[WORK INSTRUCTIONS] Tally the lines in the listing below that contain the string "failed", and state only the total.
##### RECORDS FOR THIS EXERCISE #####
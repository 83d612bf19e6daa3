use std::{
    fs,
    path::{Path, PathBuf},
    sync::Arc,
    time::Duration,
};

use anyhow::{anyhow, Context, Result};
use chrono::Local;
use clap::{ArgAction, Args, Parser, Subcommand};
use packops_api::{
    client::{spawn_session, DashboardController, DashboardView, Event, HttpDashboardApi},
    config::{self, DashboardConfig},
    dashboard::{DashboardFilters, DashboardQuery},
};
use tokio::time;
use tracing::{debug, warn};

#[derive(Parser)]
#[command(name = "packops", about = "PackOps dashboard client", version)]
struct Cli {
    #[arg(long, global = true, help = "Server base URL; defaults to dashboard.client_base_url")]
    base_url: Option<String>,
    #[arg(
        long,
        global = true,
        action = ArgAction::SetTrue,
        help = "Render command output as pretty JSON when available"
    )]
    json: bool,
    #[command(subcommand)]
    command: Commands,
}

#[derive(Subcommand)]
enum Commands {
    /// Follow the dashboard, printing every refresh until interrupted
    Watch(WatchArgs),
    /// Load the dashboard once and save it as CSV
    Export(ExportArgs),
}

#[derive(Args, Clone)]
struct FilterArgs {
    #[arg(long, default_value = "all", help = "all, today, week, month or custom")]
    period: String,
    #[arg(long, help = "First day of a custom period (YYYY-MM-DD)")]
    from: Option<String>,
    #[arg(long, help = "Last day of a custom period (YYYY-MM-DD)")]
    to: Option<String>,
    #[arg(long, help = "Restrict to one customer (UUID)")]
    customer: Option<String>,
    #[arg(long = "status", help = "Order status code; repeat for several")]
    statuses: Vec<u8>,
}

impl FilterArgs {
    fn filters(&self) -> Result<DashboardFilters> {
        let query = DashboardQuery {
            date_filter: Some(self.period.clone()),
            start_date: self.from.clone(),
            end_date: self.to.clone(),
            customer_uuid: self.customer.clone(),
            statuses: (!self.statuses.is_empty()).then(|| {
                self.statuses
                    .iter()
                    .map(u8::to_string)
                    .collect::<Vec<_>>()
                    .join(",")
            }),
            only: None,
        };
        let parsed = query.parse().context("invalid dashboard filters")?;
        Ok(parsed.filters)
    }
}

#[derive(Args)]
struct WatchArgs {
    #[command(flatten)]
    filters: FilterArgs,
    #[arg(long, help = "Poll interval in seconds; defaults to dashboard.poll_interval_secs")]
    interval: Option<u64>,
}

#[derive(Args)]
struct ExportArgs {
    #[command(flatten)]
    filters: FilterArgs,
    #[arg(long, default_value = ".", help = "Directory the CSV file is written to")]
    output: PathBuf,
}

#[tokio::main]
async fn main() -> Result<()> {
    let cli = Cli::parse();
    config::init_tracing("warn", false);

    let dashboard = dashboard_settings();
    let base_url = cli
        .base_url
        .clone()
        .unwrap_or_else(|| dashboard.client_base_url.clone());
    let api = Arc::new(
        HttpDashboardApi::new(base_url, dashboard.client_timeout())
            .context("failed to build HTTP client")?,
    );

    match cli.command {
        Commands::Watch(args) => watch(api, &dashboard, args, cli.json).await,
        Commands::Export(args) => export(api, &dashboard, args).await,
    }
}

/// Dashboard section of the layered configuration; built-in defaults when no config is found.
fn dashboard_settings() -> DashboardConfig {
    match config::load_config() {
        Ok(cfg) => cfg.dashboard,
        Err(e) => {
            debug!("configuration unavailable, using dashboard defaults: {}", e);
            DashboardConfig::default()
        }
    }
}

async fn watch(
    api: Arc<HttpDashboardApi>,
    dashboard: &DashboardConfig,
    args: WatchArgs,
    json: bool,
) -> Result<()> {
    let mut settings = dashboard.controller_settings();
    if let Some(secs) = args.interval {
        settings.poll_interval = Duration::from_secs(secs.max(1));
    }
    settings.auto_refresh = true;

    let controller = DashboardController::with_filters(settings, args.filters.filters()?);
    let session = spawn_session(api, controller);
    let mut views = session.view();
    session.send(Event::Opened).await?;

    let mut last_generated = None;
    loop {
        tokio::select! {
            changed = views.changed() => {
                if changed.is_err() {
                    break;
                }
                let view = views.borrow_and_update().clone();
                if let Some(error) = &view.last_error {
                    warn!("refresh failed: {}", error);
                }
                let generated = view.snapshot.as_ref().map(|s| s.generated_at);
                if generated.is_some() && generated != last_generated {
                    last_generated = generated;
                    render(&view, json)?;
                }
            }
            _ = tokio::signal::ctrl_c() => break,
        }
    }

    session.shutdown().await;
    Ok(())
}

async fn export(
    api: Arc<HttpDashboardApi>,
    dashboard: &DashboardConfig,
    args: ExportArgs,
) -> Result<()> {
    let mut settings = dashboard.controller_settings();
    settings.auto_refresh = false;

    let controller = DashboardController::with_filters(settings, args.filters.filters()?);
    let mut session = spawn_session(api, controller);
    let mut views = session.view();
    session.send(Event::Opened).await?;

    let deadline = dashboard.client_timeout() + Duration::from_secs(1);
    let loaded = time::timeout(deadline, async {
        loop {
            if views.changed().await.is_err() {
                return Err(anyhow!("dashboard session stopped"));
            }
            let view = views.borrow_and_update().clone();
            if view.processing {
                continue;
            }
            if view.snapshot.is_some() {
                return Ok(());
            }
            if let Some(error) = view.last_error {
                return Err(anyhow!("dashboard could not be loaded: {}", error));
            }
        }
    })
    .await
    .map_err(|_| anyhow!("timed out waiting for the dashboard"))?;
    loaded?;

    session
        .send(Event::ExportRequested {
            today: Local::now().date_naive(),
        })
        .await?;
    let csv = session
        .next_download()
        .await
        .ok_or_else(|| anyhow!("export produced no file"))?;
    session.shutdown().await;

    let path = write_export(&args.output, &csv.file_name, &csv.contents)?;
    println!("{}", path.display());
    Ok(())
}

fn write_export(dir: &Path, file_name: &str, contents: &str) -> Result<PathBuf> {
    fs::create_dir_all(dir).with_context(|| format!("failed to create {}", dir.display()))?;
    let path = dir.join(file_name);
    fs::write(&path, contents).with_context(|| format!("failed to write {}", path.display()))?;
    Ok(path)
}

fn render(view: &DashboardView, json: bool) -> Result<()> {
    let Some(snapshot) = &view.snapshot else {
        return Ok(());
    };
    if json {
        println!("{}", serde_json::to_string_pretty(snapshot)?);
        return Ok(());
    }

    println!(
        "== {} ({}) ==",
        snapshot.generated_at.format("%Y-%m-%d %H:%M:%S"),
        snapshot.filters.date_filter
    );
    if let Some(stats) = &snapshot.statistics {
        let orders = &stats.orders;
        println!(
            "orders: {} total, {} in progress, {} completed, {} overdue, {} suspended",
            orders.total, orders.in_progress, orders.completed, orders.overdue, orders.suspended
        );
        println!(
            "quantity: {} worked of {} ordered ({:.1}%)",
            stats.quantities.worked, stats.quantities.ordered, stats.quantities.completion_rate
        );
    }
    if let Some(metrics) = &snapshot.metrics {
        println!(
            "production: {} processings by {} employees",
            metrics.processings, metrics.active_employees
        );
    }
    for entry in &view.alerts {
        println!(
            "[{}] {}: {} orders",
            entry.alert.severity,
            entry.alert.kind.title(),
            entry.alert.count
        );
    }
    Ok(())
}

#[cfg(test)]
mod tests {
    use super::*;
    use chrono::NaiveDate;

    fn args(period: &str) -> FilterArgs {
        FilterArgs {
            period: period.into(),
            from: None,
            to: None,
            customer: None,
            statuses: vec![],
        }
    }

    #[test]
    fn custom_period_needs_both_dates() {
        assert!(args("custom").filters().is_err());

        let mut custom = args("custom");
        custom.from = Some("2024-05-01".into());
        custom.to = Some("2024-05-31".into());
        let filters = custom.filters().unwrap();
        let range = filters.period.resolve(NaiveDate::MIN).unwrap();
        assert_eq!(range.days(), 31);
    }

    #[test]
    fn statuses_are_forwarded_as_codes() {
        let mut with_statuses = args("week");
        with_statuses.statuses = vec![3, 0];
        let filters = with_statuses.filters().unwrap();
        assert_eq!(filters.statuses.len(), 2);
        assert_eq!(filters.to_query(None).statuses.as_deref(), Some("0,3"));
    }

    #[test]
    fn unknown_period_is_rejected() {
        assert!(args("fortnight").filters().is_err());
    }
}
#####
[YOUR SOLUTION] 4